The learned counsel clearly states that whenever an information about commission of a crime is received, it is the duty of Police Officer (in charge of Police Station), under Section 154 (2) to record the same information as FIR. Also it is the duty of police officer to provide the copy of FIR to informant, without involving any cost (Free of Cost)


H.N. Rishbud and Inder Singh vs. State of Delhi AIR 1955 SC 196,

 Bhajan Lal (supra),


S.N. Sharma vs. Bipen Kumar Tiwari (1970) 1 SCC 653, Union of India vs. Prakash P. Hinduja (2003) 6 SCC 195, Sheikh Hasib alias Tabarak vs. State of Bihar (1972) 4 SCC 773,  


R.K. Dash

Senior Learned Counsel – Appearing for State of Uttar Pradesh


There is no doubt that FIRs do have potential to cause unnecessary harassment to innocent persons at the behest of unscrupulous complaints. But after considering the salient provisions of the Code, like Sections 2(4) (h), 156(1), 202(1), 164 & UP Police Regulations,  the counsel has pleaded that registration of FIR should not be deferred till verification of the truth or otherwise of the information is obtained.



Siddharth Luthra

Additional Solicitor General – Appearing for Chandigarh


The police officer has power to conduct a preliminary enquiry before registering a FIR, mostly for the offences of the nature – matrimonial, commercial, medical / medical negligence, corruption etc, under SECTION 154 Cr. P.C. .



A Conclusion on Registering FIR u/s Section 154

The usage of word SHALL in the section 154, intends to be applied in its original meaning, implying that registration of FIR is mandatory for Police Officer for a cognizable offence.  The word give a mandatory character and becomes a statutory scheme, which strips down the discretionary power of a Police Officer in registering an FIR.

Steps for Person Aggrieved by Refusal of Police to Record First Information Report (FIR)

  • SECTION 156 (3) Cr.
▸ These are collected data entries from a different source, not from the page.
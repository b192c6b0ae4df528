//! Favorites route handlers.

use axum::{
    Json,
    extract::{Path, State},
};
use serde::{Deserialize, Serialize};
use tracing::instrument;

use keyiflibox_core::ProductId;

use crate::models::{FavoriteEntry, fallback_image};
use crate::services::FavoritesService;
use crate::state::AppState;

/// Favorite entry display data.
#[derive(Debug, Clone, Serialize)]
pub struct FavoriteView {
    pub id: String,
    pub product_id: String,
    /// `None` when the product reference no longer resolves.
    pub title: Option<String>,
    pub price: Option<String>,
    pub image: String,
}

/// Favorites display data.
#[derive(Debug, Clone, Serialize)]
pub struct FavoritesView {
    pub items: Vec<FavoriteView>,
    pub is_loading: bool,
}

impl FavoritesView {
    fn from_service(favorites: &FavoritesService) -> Self {
        Self {
            items: favorites.entries().iter().map(FavoriteView::from).collect(),
            is_loading: favorites.is_loading(),
        }
    }
}

impl From<&FavoriteEntry> for FavoriteView {
    fn from(entry: &FavoriteEntry) -> Self {
        Self {
            id: entry.id.to_string(),
            product_id: entry.product_id.to_string(),
            title: entry.product.as_ref().map(|p| p.title.clone()),
            price: entry.product.as_ref().map(|p| p.price.display_try()),
            image: entry
                .product
                .as_ref()
                .map_or_else(|| fallback_image(None).to_owned(), |p| p.display_image()),
        }
    }
}

/// Favorite toggle request body.
#[derive(Debug, Deserialize)]
pub struct FavoriteRequest {
    pub product_id: String,
}

/// Favorite status data for a single product.
#[derive(Debug, Clone, Serialize)]
pub struct FavoriteStatusView {
    pub product_id: String,
    pub is_favorite: bool,
}

/// Current favorites view.
#[instrument(skip(state))]
pub async fn index(State(state): State<AppState>) -> Json<FavoritesView> {
    state.favorites().load().await;
    Json(FavoritesView::from_service(state.favorites()))
}

/// Mark a product as favorite.
#[instrument(skip(state))]
pub async fn add(
    State(state): State<AppState>,
    Json(form): Json<FavoriteRequest>,
) -> Json<FavoritesView> {
    let product_id = ProductId::new(form.product_id);
    state.favorites().add_to_favorites(&product_id).await;
    Json(FavoritesView::from_service(state.favorites()))
}

/// Unmark a product.
#[instrument(skip(state))]
pub async fn remove(
    State(state): State<AppState>,
    Json(form): Json<FavoriteRequest>,
) -> Json<FavoritesView> {
    let product_id = ProductId::new(form.product_id);
    state.favorites().remove_from_favorites(&product_id).await;
    Json(FavoritesView::from_service(state.favorites()))
}

/// Whether a product is currently a favorite (in-memory lookup).
#[instrument(skip(state))]
pub async fn status(
    State(state): State<AppState>,
    Path(id): Path<String>,
) -> Json<FavoriteStatusView> {
    let product_id = ProductId::new(id);
    Json(FavoriteStatusView {
        is_favorite: state.favorites().is_favorite(&product_id),
        product_id: product_id.to_string(),
    })
}
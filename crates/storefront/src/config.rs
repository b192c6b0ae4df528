//! Storefront configuration loaded from environment variables.
//!
//! # Environment Variables
//!
//! ## Required
//! - `STOREFRONT_DATABASE_URL` - `PostgreSQL` connection string (falls back
//!   to the generic `DATABASE_URL`)
//! - `STOREFRONT_BASE_URL` - Public URL for the storefront
//!
//! ## Optional
//! - `STOREFRONT_HOST` - Bind address (default: 127.0.0.1)
//! - `STOREFRONT_PORT` - Listen port (default: 3000)
//! - `STOREFRONT_LOCAL_STORE_DIR` - Directory for the anonymous local cache
//!   (default: .keyiflibox/local)
//! - `SENTRY_DSN` - Sentry error tracking DSN

use std::net::{IpAddr, SocketAddr};
use std::path::PathBuf;

use secrecy::SecretString;
use thiserror::Error;

/// Configuration errors that can occur during loading.
#[derive(Debug, Error)]
pub enum ConfigError {
    #[error("Missing environment variable: {0}")]
    MissingEnvVar(String),
    #[error("Invalid environment variable {0}: {1}")]
    InvalidEnvVar(String, String),
}

/// Storefront application configuration.
#[derive(Debug, Clone)]
pub struct StorefrontConfig {
    /// `PostgreSQL` database connection URL (contains password)
    pub database_url: SecretString,
    /// IP address to bind the server to
    pub host: IpAddr,
    /// Port to listen on
    pub port: u16,
    /// Public base URL for the storefront
    pub base_url: String,
    /// Directory holding the anonymous local cart/favorites cache
    pub local_store_dir: PathBuf,
    /// Sentry DSN for error tracking
    pub sentry_dsn: Option<String>,
}

impl StorefrontConfig {
    /// Load configuration from environment variables.
    ///
    /// Calls `dotenvy::dotenv()` to load from `.env` file if present.
    ///
    /// # Errors
    ///
    /// Returns `ConfigError` if required variables are missing or invalid.
    pub fn from_env() -> Result<Self, ConfigError> {
        // Load .env file if present (ignore errors if not found)
        let _ = dotenvy::dotenv();

        let database_url = get_database_url("STOREFRONT_DATABASE_URL")?;
        let host = get_env_or_default("STOREFRONT_HOST", "127.0.0.1")
            .parse::<IpAddr>()
            .map_err(|e| {
                ConfigError::InvalidEnvVar("STOREFRONT_HOST".to_string(), e.to_string())
            })?;
        let port = get_env_or_default("STOREFRONT_PORT", "3000")
            .parse::<u16>()
            .map_err(|e| {
                ConfigError::InvalidEnvVar("STOREFRONT_PORT".to_string(), e.to_string())
            })?;
        let base_url = get_required_env("STOREFRONT_BASE_URL")?;
        validate_base_url(&base_url)?;

        let local_store_dir =
            PathBuf::from(get_env_or_default("STOREFRONT_LOCAL_STORE_DIR", ".keyiflibox/local"));
        let sentry_dsn = get_optional_env("SENTRY_DSN");

        Ok(Self {
            database_url,
            host,
            port,
            base_url,
            local_store_dir,
            sentry_dsn,
        })
    }

    /// Returns the socket address for binding the server.
    #[must_use]
    pub const fn socket_addr(&self) -> SocketAddr {
        SocketAddr::new(self.host, self.port)
    }
}

// =============================================================================
// Helper Functions
// =============================================================================

/// Get a required environment variable.
fn get_required_env(key: &str) -> Result<String, ConfigError> {
    std::env::var(key).map_err(|_| ConfigError::MissingEnvVar(key.to_string()))
}

/// Get database URL with fallback to generic `DATABASE_URL`.
fn get_database_url(primary_key: &str) -> Result<SecretString, ConfigError> {
    if let Ok(value) = std::env::var(primary_key) {
        return Ok(SecretString::from(value));
    }
    if let Ok(value) = std::env::var("DATABASE_URL") {
        return Ok(SecretString::from(value));
    }
    Err(ConfigError::MissingEnvVar(primary_key.to_string()))
}

/// Get an optional environment variable.
fn get_optional_env(key: &str) -> Option<String> {
    std::env::var(key).ok()
}

/// Get an environment variable with a default value.
fn get_env_or_default(key: &str, default: &str) -> String {
    std::env::var(key).unwrap_or_else(|_| default.to_string())
}

/// Validate that the base URL parses and carries a host.
fn validate_base_url(base_url: &str) -> Result<(), ConfigError> {
    let parsed = url::Url::parse(base_url).map_err(|e| {
        ConfigError::InvalidEnvVar("STOREFRONT_BASE_URL".to_string(), e.to_string())
    })?;

    if parsed.host_str().is_none() {
        return Err(ConfigError::InvalidEnvVar(
            "STOREFRONT_BASE_URL".to_string(),
            "must have a host".to_string(),
        ));
    }

    Ok(())
}
//! Local Persistent Store.
//!
//! Key-value persistence for the anonymous visitor's cart and favorites,
//! the server-side analog of a browser's local storage. Values are JSON
//! text under two fixed keys; the payload schema (with its explicit
//! version) lives in [`schema`].
//!
//! The store is scoped per profile, not per identity: it is only ever used
//! for the anonymous case, and is emptied when its contents merge into the
//! remote store on sign-in.

mod file;
mod memory;
pub mod schema;

pub use file::FileStore;
pub use memory::MemoryStore;

use async_trait::async_trait;
use thiserror::Error;

/// Fixed keys for the two persisted arrays.
pub mod keys {
    /// Anonymous cart lines.
    pub const CART: &str = "keyiflibox_cart";
    /// Anonymous favorite entries.
    pub const FAVORITES: &str = "keyiflibox_favorites";
}

/// Errors that can occur when touching the local store.
#[derive(Debug, Error)]
pub enum LocalStoreError {
    #[error("io error: {0}")]
    Io(#[from] std::io::Error),
}

/// The local persistent store contract.
///
/// Concurrent writers (multiple tabs in the original design) are not
/// coordinated: the last full write wins. That is an accepted limitation of
/// a single-user local cache.
#[async_trait]
pub trait LocalStore: Send + Sync {
    /// Read the value stored under `key`, if any.
    async fn get(&self, key: &str) -> Result<Option<String>, LocalStoreError>;

    /// Store `value` under `key`, replacing any previous value.
    async fn set(&self, key: &str, value: &str) -> Result<(), LocalStoreError>;

    /// Remove `key`; no-op if absent.
    async fn remove(&self, key: &str) -> Result<(), LocalStoreError>;
}
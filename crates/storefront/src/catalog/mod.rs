//! Remote Catalog Store.
//!
//! The managed backend holding the product taxonomy plus the per-owner cart
//! and favorite rows. Everything is equality-filter queries and writes keyed
//! by `(owner, product)`; conflict resolution lives in the state containers,
//! not here, so the "local wins" merge policy stays an explicit, testable
//! branch instead of an implicit upsert feature.
//!
//! Two implementations:
//! - [`PgCatalog`] - `PostgreSQL` via sqlx, with a moka product cache
//! - [`MemoryCatalog`] - in-memory store for tests, with failure injection

mod memory;
mod postgres;

pub use memory::MemoryCatalog;
pub use postgres::PgCatalog;

use async_trait::async_trait;
use thiserror::Error;

use keyiflibox_core::{ActivityId, ActivityTypeId, CategoryId, OwnerId, ProductId};

use crate::models::{Activity, ActivityType, CartLine, Category, FavoriteEntry, Product,
    ProductDraft};

/// Errors that can occur when talking to the catalog store.
#[derive(Debug, Error)]
pub enum CatalogError {
    /// Database operation failed.
    #[error("database error: {0}")]
    Database(#[from] sqlx::Error),

    /// A uniqueness constraint was violated (duplicate `(owner, product)`
    /// row, most likely from a concurrent tab).
    #[error("conflict: {0}")]
    Conflict(String),

    /// Referenced row does not exist.
    #[error("not found: {0}")]
    NotFound(String),

    /// A stored row could not be interpreted.
    #[error("data corruption: {0}")]
    DataCorruption(String),

    /// The store is unreachable (transient).
    #[error("store unavailable: {0}")]
    Unavailable(String),
}

/// Equality filter for product listings.
#[derive(Debug, Clone, Default)]
pub struct ProductFilter {
    pub category_id: Option<CategoryId>,
    pub activity_type_id: Option<ActivityTypeId>,
    pub city: Option<String>,
    /// When set (the storefront default), only active products are returned.
    pub only_active: bool,
}

/// The remote catalog store contract consumed by the storefront.
#[async_trait]
pub trait CatalogStore: Send + Sync {
    // =========================================================================
    // Catalog reads
    // =========================================================================

    /// Look up a single product by id.
    async fn product(&self, id: &ProductId) -> Result<Option<Product>, CatalogError>;

    /// List products matching an equality filter, highest priority first.
    async fn products(&self, filter: &ProductFilter) -> Result<Vec<Product>, CatalogError>;

    async fn activities(&self) -> Result<Vec<Activity>, CatalogError>;

    async fn categories(&self) -> Result<Vec<Category>, CatalogError>;

    async fn activity_types(&self) -> Result<Vec<ActivityType>, CatalogError>;

    // =========================================================================
    // Catalog writes (bulk importer)
    // =========================================================================

    async fn insert_activity(&self, activity_name: &str) -> Result<Activity, CatalogError>;

    async fn insert_category(
        &self,
        activity_id: &ActivityId,
        category_name: &str,
    ) -> Result<Category, CatalogError>;

    async fn insert_activity_type(
        &self,
        activity_id: &ActivityId,
        category_id: &CategoryId,
        activity_type_name: &str,
    ) -> Result<ActivityType, CatalogError>;

    async fn insert_product(&self, draft: &ProductDraft) -> Result<Product, CatalogError>;

    /// Update an existing product.
    ///
    /// Returns [`CatalogError::NotFound`] if no row matches `id`.
    async fn update_product(&self, id: &ProductId, draft: &ProductDraft)
    -> Result<(), CatalogError>;

    // =========================================================================
    // Cart rows, keyed by (owner, product)
    // =========================================================================

    /// All cart rows owned by `owner`, joined with their products.
    async fn cart_lines(&self, owner: &OwnerId) -> Result<Vec<CartLine>, CatalogError>;

    /// The cart row for `(owner, product)`, if any.
    async fn cart_line(
        &self,
        owner: &OwnerId,
        product_id: &ProductId,
    ) -> Result<Option<CartLine>, CatalogError>;

    /// Insert a new cart row.
    ///
    /// Returns [`CatalogError::Conflict`] if a row for `(owner, product)`
    /// already exists.
    async fn insert_cart_line(
        &self,
        owner: &OwnerId,
        product_id: &ProductId,
        quantity: u32,
    ) -> Result<(), CatalogError>;

    /// Overwrite the quantity of an existing cart row.
    ///
    /// Returns `false` (not an error) when no row matches: updates never
    /// create.
    async fn update_cart_quantity(
        &self,
        owner: &OwnerId,
        product_id: &ProductId,
        quantity: u32,
    ) -> Result<bool, CatalogError>;

    /// Delete the cart row for `(owner, product)`; no-op if absent.
    async fn delete_cart_line(
        &self,
        owner: &OwnerId,
        product_id: &ProductId,
    ) -> Result<(), CatalogError>;

    /// Delete every cart row owned by `owner`.
    async fn clear_cart(&self, owner: &OwnerId) -> Result<(), CatalogError>;

    // =========================================================================
    // Favorite rows
    // =========================================================================

    /// All favorite rows owned by `owner`, joined with their products.
    async fn favorites(&self, owner: &OwnerId) -> Result<Vec<FavoriteEntry>, CatalogError>;

    /// Insert a favorite row.
    ///
    /// Returns [`CatalogError::Conflict`] if the `(owner, product)` entry
    /// already exists.
    async fn insert_favorite(
        &self,
        owner: &OwnerId,
        product_id: &ProductId,
    ) -> Result<(), CatalogError>;

    /// Delete the favorite row for `(owner, product)`; no-op if absent.
    async fn delete_favorite(
        &self,
        owner: &OwnerId,
        product_id: &ProductId,
    ) -> Result<(), CatalogError>;
}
P.C. Enablement: Approach Chief Judicial Magistrate or Metropolitan Magistrate to seek direction to the officer in-charge. The police officer / officer in-charge is bound to lodge an FIR on receipt of such direction by magistrate u/s 156 (3) Cr. P.C.  Magistrate is under legal duty to issue direction u/s 156(3) Cr. P.C, if the allegation discloses a cognizable offence.
  • SECTION 154 (1) Cr. P.C Enablement:  Send the substances of such information, in writing or by post to Superintendent of Police, concerned, who if satisfied that the information discloses a commission of a cognizable offence, shall either investigate himself, or direct the investigation to be done by any police officer subordinate to him. Such subordinate officer will be considered to have all the powers of an officer in-charge of the police station in relation to the offence.